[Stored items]
>>>>
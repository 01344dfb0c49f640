//! Activity logger
//!
//! Session-scoped entry point: builds entries, queues them, and owns the
//! scheduler that ships them. Recording never blocks on delivery and
//! delivery failures never reach the caller of [`ActivityLogger::log`].

use crate::delivery::{DeliveryConfig, HttpDeliveryClient, StaticToken, TokenSource, Transport};
use crate::observability::metrics::{ENTRIES_RECORDED, ENTRIES_REJECTED, PENDING_ENTRIES};
use crate::recording::event_queue::{PendingQueue, QueueStats};
use crate::recording::recorder::{
    ActionType, ElementRef, EventRecordBuilder, Interaction, LogEntry, PageContext, Redactor,
};
use crate::scheduler::{BatchScheduler, FlushOutcome, RecoveryStats, SchedulerConfig};
use crate::utils::config::TelemetryConfig;
use crate::utils::errors::Result;
use metrics::{counter, gauge};
use serde::Serialize;
use std::sync::Arc;
use tracing::{debug, info, warn};

/// Page assumed until the first navigation
pub const INITIAL_PAGE: &str = "/";

/// Batched, retrying activity logger
pub struct ActivityLogger {
    builder: EventRecordBuilder,
    queue: Arc<PendingQueue>,
    scheduler: BatchScheduler,
}

impl ActivityLogger {
    /// Create a logger delivering through `transport`
    pub fn new(config: &TelemetryConfig, transport: Arc<dyn Transport>) -> Result<Self> {
        config.validate()?;

        let builder = EventRecordBuilder::new(
            PageContext::new(INITIAL_PAGE, config.user_agent.clone()),
            Redactor::new(&config.sensitive_fields),
        );
        let queue = Arc::new(PendingQueue::new());
        let scheduler = BatchScheduler::new(
            SchedulerConfig::from_telemetry_config(config),
            Arc::clone(&queue),
            transport,
        );

        Ok(Self {
            builder,
            queue,
            scheduler,
        })
    }

    /// Create a logger delivering over HTTP to `config.endpoint`
    pub fn with_http(config: &TelemetryConfig) -> Result<Self> {
        let tokens: Arc<dyn TokenSource> = Arc::new(StaticToken::from_config(config)?);
        let client = HttpDeliveryClient::new(DeliveryConfig::from_telemetry_config(config), tokens)?;
        info!("Delivering activity batches to {}", client.endpoint());
        Self::new(config, Arc::new(client))
    }

    /// Start periodic flushing; must run inside a tokio runtime
    pub fn start(&self) -> Result<()> {
        self.scheduler.start()
    }

    /// Record one interaction. Fails only if `data` cannot become an
    /// entry, in which case nothing is queued.
    pub fn log<T: Serialize + ?Sized>(
        &self,
        action_type: ActionType,
        data: &T,
        element: Option<ElementRef>,
    ) -> Result<()> {
        let entry = match self.builder.record(action_type, data, element) {
            Ok(entry) => entry,
            Err(e) => {
                counter!(ENTRIES_REJECTED).increment(1);
                return Err(e);
            }
        };

        debug!(action = %entry.action_type, page = %entry.page, "Recorded activity");
        let len = self.queue.enqueue(entry);

        counter!(ENTRIES_RECORDED).increment(1);
        gauge!(PENDING_ENTRIES).set(len as f64);

        self.scheduler.notify_enqueued(len);
        Ok(())
    }

    /// Record an interaction from the capture layer, switching page first
    /// when it carries one
    pub fn log_interaction(&self, interaction: &Interaction) -> Result<()> {
        if let Some(page) = &interaction.page {
            self.set_page(page.clone());
        }
        self.log(
            interaction.action_type.clone(),
            &interaction.data,
            interaction.element(),
        )
    }

    pub fn set_page(&self, page: impl Into<String>) {
        self.builder.set_page(page);
    }

    pub fn page_context(&self) -> PageContext {
        self.builder.context()
    }

    /// Flush now, ignoring the timer
    pub async fn flush(&self) -> FlushOutcome {
        self.scheduler.flush().await
    }

    /// Entries waiting for delivery, head first
    pub fn pending(&self) -> Vec<LogEntry> {
        self.queue.snapshot()
    }

    pub fn stats(&self) -> TelemetryStats {
        TelemetryStats {
            queue: self.queue.stats(),
            recovery: self.scheduler.recovery_stats(),
            in_flight: self.scheduler.in_flight(),
        }
    }

    /// Stop the timer and make final delivery attempts. Returns how many
    /// entries are discarded with the logger.
    pub async fn shutdown(&self) -> usize {
        let remaining = self.scheduler.shutdown().await;
        if remaining > 0 {
            warn!("Discarding {} undelivered activity entries", remaining);
        }
        info!(
            "Activity logger stopped: {} of {} recorded entries settled",
            self.queue.stats().settled_count(),
            self.queue.stats().enqueue_count
        );
        remaining
    }
}

/// Combined pipeline statistics
#[derive(Debug, Clone, PartialEq, Eq)]
pub struct TelemetryStats {
    pub queue: QueueStats,
    pub recovery: RecoveryStats,
    pub in_flight: bool,
}
//! Application configuration management.
//!
//! Handles loading and saving settings, including the directory playlists
//! live in and how the codec writes them.

use std::fs;
use std::path::{Path, PathBuf};

use serde::{Deserialize, Serialize};
use tracing::{debug, info, warn};

use crate::codec::{CodecConfig, LineEnding};
use crate::error::{Error, FileSystemError, Result};

const APP_DIR_NAME: &str = "muplay-lite";
const CONFIG_FILE_NAME: &str = "config.json";

/// Application configuration.
#[derive(Debug, Clone, Serialize, Deserialize, PartialEq, Eq)]
pub struct AppConfig {
    /// Directory where playlists are stored.
    #[serde(default = "default_playlists_directory")]
    pub playlists_directory: PathBuf,
    /// Line terminator for written playlists.
    #[serde(default)]
    pub line_ending: LineEnding,
    /// Rewrite playlists whose tracks could not all be resolved on load.
    #[serde(default = "default_true")]
    pub auto_heal: bool,
}

const fn default_true() -> bool {
    true
}

impl Default for AppConfig {
    fn default() -> Self {
        Self {
            playlists_directory: default_playlists_directory(),
            line_ending: LineEnding::default(),
            auto_heal: true,
        }
    }
}

impl AppConfig {
    /// Load configuration from the default location, or defaults if not found.
    ///
    /// # Errors
    ///
    /// Returns an error if the config file exists but cannot be read or parsed.
    pub fn load() -> Result<Self> {
        let config_path = config_file_path();

        if !config_path.exists() {
            debug!("Config file not found, using defaults");
            let config = Self::default();
            if let Err(e) = config.save() {
                warn!("Failed to save default config: {}", e);
            }
            return Ok(config);
        }

        Self::load_from(&config_path)
    }

    /// Load configuration from `path`, or defaults if the file does not exist.
    ///
    /// # Errors
    ///
    /// Returns an error if the file exists but cannot be read or parsed.
    pub fn load_from(path: &Path) -> Result<Self> {
        if !path.exists() {
            debug!("No config at {}, using defaults", path.display());
            return Ok(Self::default());
        }

        let content = fs::read_to_string(path).map_err(|e| {
            Error::FileSystem(FileSystemError::ReadFailed {
                path: path.to_path_buf(),
                reason: format!("Failed to read config file: {e}"),
            })
        })?;

        let config: Self = serde_json::from_str(&content)
            .map_err(|e| Error::Configuration(format!("Failed to parse config file: {e}")))?;

        info!("Loaded config from {}", path.display());
        debug!(
            "Playlists directory: {}",
            config.playlists_directory.display()
        );

        Ok(config)
    }

    /// Save configuration to the default location.
    ///
    /// # Errors
    ///
    /// Returns an error if the config file cannot be written.
    pub fn save(&self) -> Result<()> {
        self.save_to(&config_file_path())
    }

    /// Save configuration to `path`, creating parent directories as needed.
    ///
    /// # Errors
    ///
    /// Returns an error if the directory or file cannot be written.
    pub fn save_to(&self, path: &Path) -> Result<()> {
        if let Some(parent) = path.parent()
            && !parent.exists()
        {
            fs::create_dir_all(parent).map_err(|e| {
                Error::FileSystem(FileSystemError::CreateDirFailed {
                    path: parent.to_path_buf(),
                    reason: format!("Failed to create config directory: {e}"),
                })
            })?;
        }

        let content = serde_json::to_string_pretty(self)?;
        fs::write(path, content).map_err(|e| {
            Error::FileSystem(FileSystemError::WriteFailed {
                path: path.to_path_buf(),
                reason: format!("Failed to write config file: {e}"),
            })
        })?;

        info!("Saved config to {}", path.display());
        Ok(())
    }

    /// Codec settings derived from this configuration.
    #[must_use]
    pub const fn codec_config(&self) -> CodecConfig {
        CodecConfig {
            line_ending: self.line_ending,
            auto_heal: self.auto_heal,
        }
    }
}

/// Get the default directory for playlists.
#[must_use]
pub fn default_playlists_directory() -> PathBuf {
    dirs::audio_dir()
        .or_else(dirs::home_dir)
        .unwrap_or_else(|| PathBuf::from("."))
        .join("Playlists")
}

/// Get the path of the configuration file.
#[must_use]
pub fn config_file_path() -> PathBuf {
    dirs::config_dir()
        .unwrap_or_else(|| PathBuf::from("."))
        .join(APP_DIR_NAME)
        .join(CONFIG_FILE_NAME)
}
<<<<
ABOUT THIS TASK | From the line holding "the configuration file." through the last line above, reproduce each line exactly and add nothing.

REPLY TO THE TASK |
/// Get the path of the configuration file.
#[must_use]
pub fn config_file_path() -> PathBuf {
    dirs::config_dir()
        .unwrap_or_else(|| PathBuf::from("."))
        .join(APP_DIR_NAME)
        .join(CONFIG_FILE_NAME)
}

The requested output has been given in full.